File Io

Need to work with files and system efficiently? This guide covers Elixir’s File and Path modules for robust file operations, streaming large files without memory issues, and executing system commands safely.

Prerequisites

  • Basic Elixir syntax
  • Understanding of binaries and strings
  • Completed Beginner Tutorial
  • Familiarity with streams (optional but helpful)

Problem

File I/O in many languages leads to common pitfalls: memory exhaustion from loading large files, path manipulation errors across platforms, unsafe system command execution, and improper error handling. Elixir provides elegant solutions through functional APIs and streaming.

Challenges:

  • Reading large files without consuming excessive memory
  • Cross-platform path operations
  • Handling file encoding (UTF-8 vs binary)
  • Safe execution of system commands
  • Proper resource cleanup and error handling
  • Directory traversal and manipulation

Solution Overview

Use File module for file operations, Path module for cross-platform path manipulation, Stream for large files, and System module for system commands. All operations return tagged tuples for explicit error handling.

Key Modules:

  • File: Read, write, stat, copy, move, delete files
  • Path: Join, split, expand, basename, dirname operations
  • IO: Low-level file handles and device operations
  • File.Stream: Lazy file streaming
  • System: Shell command execution

Detailed Implementation

1. Basic File Operations

Reading Files

case File.read("config.txt") do
  {:ok, content} ->
    IO.puts("File content: #{content}")

  {:error, :enoent} ->
    IO.puts("File not found")

  {:error, reason} ->
    IO.puts("Error: #{reason}")
end

content = File.read!("config.txt")

{:ok, lines} = File.read("data.txt") |> elem(1) |> String.split("\n")

lines =
  case File.read("data.txt") do
    {:ok, content} -> String.split(content, "\n")
    {:error, _} -> []
  end

Writing Files

File.write("output.txt", "Hello, World!")

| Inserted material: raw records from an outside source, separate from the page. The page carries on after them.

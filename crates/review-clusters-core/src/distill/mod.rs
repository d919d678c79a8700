//! Per-cluster topic distillation and salient-term selection.

use std::collections::{BTreeMap, BTreeSet, HashMap};

use tracing::debug;
use uuid::Uuid;

use crate::traits::{TopicModel, TopicTerms};

/// Salient terms kept per polarity.
const SALIENT_TERM_LIMIT: usize = 10;

/// Terms joined into one topic name.
const TERMS_PER_TOPIC_NAME: usize = 3;

/// Sentences currently assigned to one cluster label during a pipeline run.
#[derive(Debug, Clone, Default)]
pub struct ClusterBucket {
    /// Persisted cluster id this bucket maps to.
    pub cluster_id: Uuid,
    /// Lemma documents, one per sentence.
    pub lemma_docs: Vec<Vec<String>>,
    /// Noun lemmas across the bucket's sentences (with repetition).
    pub noun_lemmas: Vec<String>,
}

/// Output of one distillation pass over a polarity's cluster buckets.
#[derive(Debug, Clone)]
pub struct DistilledTopics {
    /// Deduplicated topic names per cluster label.
    pub per_cluster: BTreeMap<usize, Vec<String>>,
    /// Nouns judged representative across all buckets of the polarity.
    pub salient_terms: BTreeSet<String>,
}

/// Runs the topic model per cluster bucket and names the results.
///
/// Degenerate buckets (fewer than two sentences, or a fit that produces no
/// usable terms) yield the single default name `topic_0` instead of failing.
pub struct TopicDistiller<'a> {
    model: &'a dyn TopicModel,
}

impl<'a> TopicDistiller<'a> {
    /// Create a distiller over a shared topic model.
    pub fn new(model: &'a dyn TopicModel) -> Self {
        Self { model }
    }

    /// Distill topics for every bucket of one polarity.
    ///
    /// Topic names within a cluster are unique on return: duplicates are
    /// suffixed with their ordinal and the result written back into the list.
    pub fn distill(
        &self,
        buckets: &BTreeMap<usize, ClusterBucket>,
        topics_per_cluster: usize,
    ) -> DistilledTopics {
        let mut per_cluster = BTreeMap::new();

        for (&label, bucket) in buckets {
            let mut names = if bucket.lemma_docs.len() < 2 {
                // Too few sentences for a meaningful fit.
                vec!["topic_0".to_string()]
            } else {
                let topics = self.model.fit(&bucket.lemma_docs, topics_per_cluster);
                if topics.is_empty() {
                    vec!["topic_0".to_string()]
                } else {
                    topics
                        .iter()
                        .enumerate()
                        .map(|(i, t)| topic_name(i, t))
                        .collect()
                }
            };

            dedup_topic_names(&mut names);
            debug!(cluster = label, topics = names.len(), "distilled cluster topics");
            per_cluster.insert(label, names);
        }

        DistilledTopics {
            per_cluster,
            salient_terms: select_salient_terms(buckets.values()),
        }
    }
}

/// Name a topic from its highest-salience terms, or fall back to a synthetic
/// `topic_<n>` when the fit produced none.
fn topic_name(index: usize, topic: &TopicTerms) -> String {
    if topic.terms.is_empty() {
        format!("topic_{index}")
    } else {
        topic.terms[..topic.terms.len().min(TERMS_PER_TOPIC_NAME)].join(" ")
    }
}

/// Disambiguate duplicate names in place by suffixing the list index.
///
/// Topic names are unique per cluster; the deduplicated name is written back
/// into the list so the persisted documents carry the suffixed form.
pub fn dedup_topic_names(names: &mut [String]) {
    let mut seen: BTreeSet<String> = BTreeSet::new();
    for (i, name) in names.iter_mut().enumerate() {
        if !seen.insert(name.clone()) {
            *name = format!("{name}_{i}");
            seen.insert(name.clone());
        }
    }
}

/// Pick the most frequent noun lemmas across all buckets of one polarity.
///
/// Frequency-ranked, ties broken alphabetically for determinism.
fn select_salient_terms<'b>(buckets: impl Iterator<Item = &'b ClusterBucket>) -> BTreeSet<String> {
    let mut counts: HashMap<&str, usize> = HashMap::new();
    for bucket in buckets {
        for noun in &bucket.noun_lemmas {
            *counts.entry(noun.as_str()).or_insert(0) += 1;
        }
    }

    let mut ranked: Vec<(&str, usize)> = counts.into_iter().collect();
    ranked.sort_by(|a, b| b.1.cmp(&a.1).then(a.0.cmp(b.0)));

    ranked
        .into_iter()
        .take(SALIENT_TERM_LIMIT)
        .map(|(term, _)| term.to_string())
        .collect()
}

case File.write("output.txt", "Hello, World!") do
  :ok -> IO.puts("Write successful")
  {:error, reason} -> IO.puts("Write failed: #{reason}")
end

File.write!("output.txt", "Hello, World!")

File.write("log.txt", "New entry\n", [:append])

binary_data = <<0xFF, 0xD8, 0xFF, 0xE0>>
File.write("image.jpg", binary_data, [:binary])

File Metadata

File.exists?("config.txt")  # true/false

{:ok, stat} = File.stat("data.txt")
stat.size        # File size in bytes
stat.type        # :regular | :directory | :symlink
stat.access      # :read | :write | :read_write | :none
stat.mtime       # Modification time (Erlang timestamp)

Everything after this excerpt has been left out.